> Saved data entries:

Content starts

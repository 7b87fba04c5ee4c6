//! Forex Engine - bounded multi-stage trade pipeline
//!
//! ```text
//! ┌──────────┐    ┌───────────┐    ┌──────────┐    ┌─────────┐    ┌─────────┐
//! │ Producer │───▶│ Validator │───▶│ Enricher │───▶│ Settler │───▶│ Auditor │
//! └──────────┘    └───────────┘    └──────────┘    └─────────┘    └─────────┘
//!        bounded channels between stages, blocking push = backpressure
//! ```
//!
//! Starts the HTTP gateway; pipelines are started and stopped through it.

use std::sync::Arc;

use anyhow::Context;
use clap::Parser;
use tracing::{error, info};

use forex_engine::config::AppConfig;
use forex_engine::gateway::{self, state::AppState};
use forex_engine::logging::init_logging;
use forex_engine::service::PipelineService;

#[derive(Debug, Parser)]
#[command(name = "forex_engine", version, about = "Bounded multi-stage forex trade pipeline")]
struct Cli {
    /// Config environment, loads config/{env}.yaml
    #[arg(short, long, default_value = "dev")]
    env: String,

    /// Override gateway.port
    #[arg(short, long)]
    port: Option<u16>,
}

#[tokio::main]
async fn main() -> anyhow::Result<()> {
    let cli = Cli::parse();

    let mut config =
        AppConfig::load(&cli.env).with_context(|| format!("loading config for env '{}'", cli.env))?;
    if let Some(port) = cli.port {
        config.gateway.port = port;
    }

    let _guard = init_logging(&config);
    info!(
        env = %cli.env,
        version = env!("CARGO_PKG_VERSION"),
        git = env!("GIT_HASH"),
        "Forex Engine starting"
    );

    let service = Arc::new(PipelineService::new(&config.pipeline)?);
    let state = Arc::new(AppState::new(service.clone()));

    let shutdown = async {
        if let Err(e) = tokio::signal::ctrl_c().await {
            error!(error = %e, "Failed to listen for shutdown signal");
        }
        info!("Shutdown signal received");
    };

    gateway::run_server(&config.gateway, state, shutdown).await?;

    // Drain both pipelines before exit
    service.stop_alternate_pipeline().await?;
    let classic = service.clone();
    tokio::task::spawn_blocking(move || classic.stop_classic_pipeline()).await??;

    info!(status = ?service.status(), "Forex Engine stopped");
    Ok(())
}
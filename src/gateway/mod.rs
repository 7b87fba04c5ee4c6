pub mod handlers;
pub mod openapi;
pub mod state;
pub mod types;

use std::future::Future;
use std::sync::Arc;

use axum::{Router, routing::get};
use tokio::net::TcpListener;
use tracing::info;

use utoipa::OpenApi;
use utoipa_swagger_ui::SwaggerUi;

use crate::config::GatewayConfig;
use state::AppState;

/// Build the complete router: pipeline control, health check and API docs.
pub fn build_router(state: Arc<AppState>) -> Router {
    let concurrency_routes = Router::new()
        .route("/classic/start", get(handlers::start_classic))
        .route("/classic/stop", get(handlers::stop_classic))
        .route("/lightweight/start", get(handlers::start_lightweight))
        .route("/lightweight/stop", get(handlers::stop_lightweight))
        .route("/status", get(handlers::pipeline_status));

    Router::new()
        .route("/api/v1/health", get(handlers::health_check))
        .nest("/api/concurrency", concurrency_routes)
        .with_state(state)
        // Stateless, added after with_state
        .merge(SwaggerUi::new("/docs").url("/api-docs/openapi.json", openapi::ApiDoc::openapi()))
}

/// Serve until `shutdown` resolves.
pub async fn run_server(
    config: &GatewayConfig,
    state: Arc<AppState>,
    shutdown: impl Future<Output = ()> + Send + 'static,
) -> anyhow::Result<()> {
    let app = build_router(state);

    let addr = format!("{}:{}", config.host, config.port);
    let listener = TcpListener::bind(&addr)
        .await
        .map_err(|e| anyhow::anyhow!("Failed to bind to {addr}: {e}"))?;

    info!(addr = %addr, "Gateway listening");
    info!("API Docs: http://{}/docs", addr);

    axum::serve(listener, app)
        .with_graceful_shutdown(shutdown)
        .await?;
    Ok(())
}

#[cfg(test)]
mod tests {
    use super::*;
    use axum::body::{Body, to_bytes};
    use axum::http::{Request, StatusCode};
    use tower::ServiceExt;

    use crate::config::PipelineConfig;
    use crate::service::PipelineService;

    fn test_router() -> Router {
        let config = PipelineConfig {
            queue_capacity: 8,
            stage_capacity: 8,
            produce_interval_ms: 10,
            ..Default::default()
        };
        let service = Arc::new(PipelineService::new(&config).unwrap());
        build_router(Arc::new(AppState::new(service)))
    }

    async fn get_json(app: Router, uri: &str) -> (StatusCode, serde_json::Value) {
        let response = app
            .oneshot(Request::builder().uri(uri).body(Body::empty()).unwrap())
            .await
            .unwrap();
        let status = response.status();
        let bytes = to_bytes(response.into_body(), usize::MAX).await.unwrap();
        let body = serde_json::from_slice(&bytes).unwrap_or(serde_json::Value::Null);
        (status, body)
    }

    #[tokio::test(flavor = "multi_thread", worker_threads = 2)]
    async fn test_router_serves_classic_stop() {
        let (status, body) = get_json(test_router(), "/api/concurrency/classic/stop").await;
        assert_eq!(status, StatusCode::OK);
        assert_eq!(
            body["response_message"],
            "Classic blocking queue pipeline stopped."
        );
    }

    #[tokio::test(flavor = "multi_thread", worker_threads = 2)]
    async fn test_router_start_then_status() {
        let app = test_router();

        let (status, body) = get_json(app.clone(), "/api/concurrency/classic/start").await;
        assert_eq!(status, StatusCode::OK);
        assert_eq!(
            body["response_message"],
            "Classic blocking queue pipeline started."
        );

        let (status, body) = get_json(app.clone(), "/api/concurrency/status").await;
        assert_eq!(status, StatusCode::OK);
        assert_eq!(body["classic"], "RUNNING");
        assert_eq!(body["alternate"], "STOPPED");

        let (status, _) = get_json(app.clone(), "/api/concurrency/classic/stop").await;
        assert_eq!(status, StatusCode::OK);
        let (_, body) = get_json(app, "/api/concurrency/status").await;
        assert_eq!(body["classic"], "STOPPED");
    }

    #[tokio::test]
    async fn test_router_health_and_unknown_route() {
        let (status, body) = get_json(test_router(), "/api/v1/health").await;
        assert_eq!(status, StatusCode::OK);
        assert!(body["version"].is_string());

        let (status, _) = get_json(test_router(), "/api/concurrency/turbo/start").await;
        assert_eq!(status, StatusCode::NOT_FOUND);
    }
}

Content ends

> WORK TASK: The lines above that hold the word "Result" should be found and copied out.

> RESPONSE TO THIS TASK:
async fn main() -> anyhow::Result<()> {
) -> anyhow::Result<()> {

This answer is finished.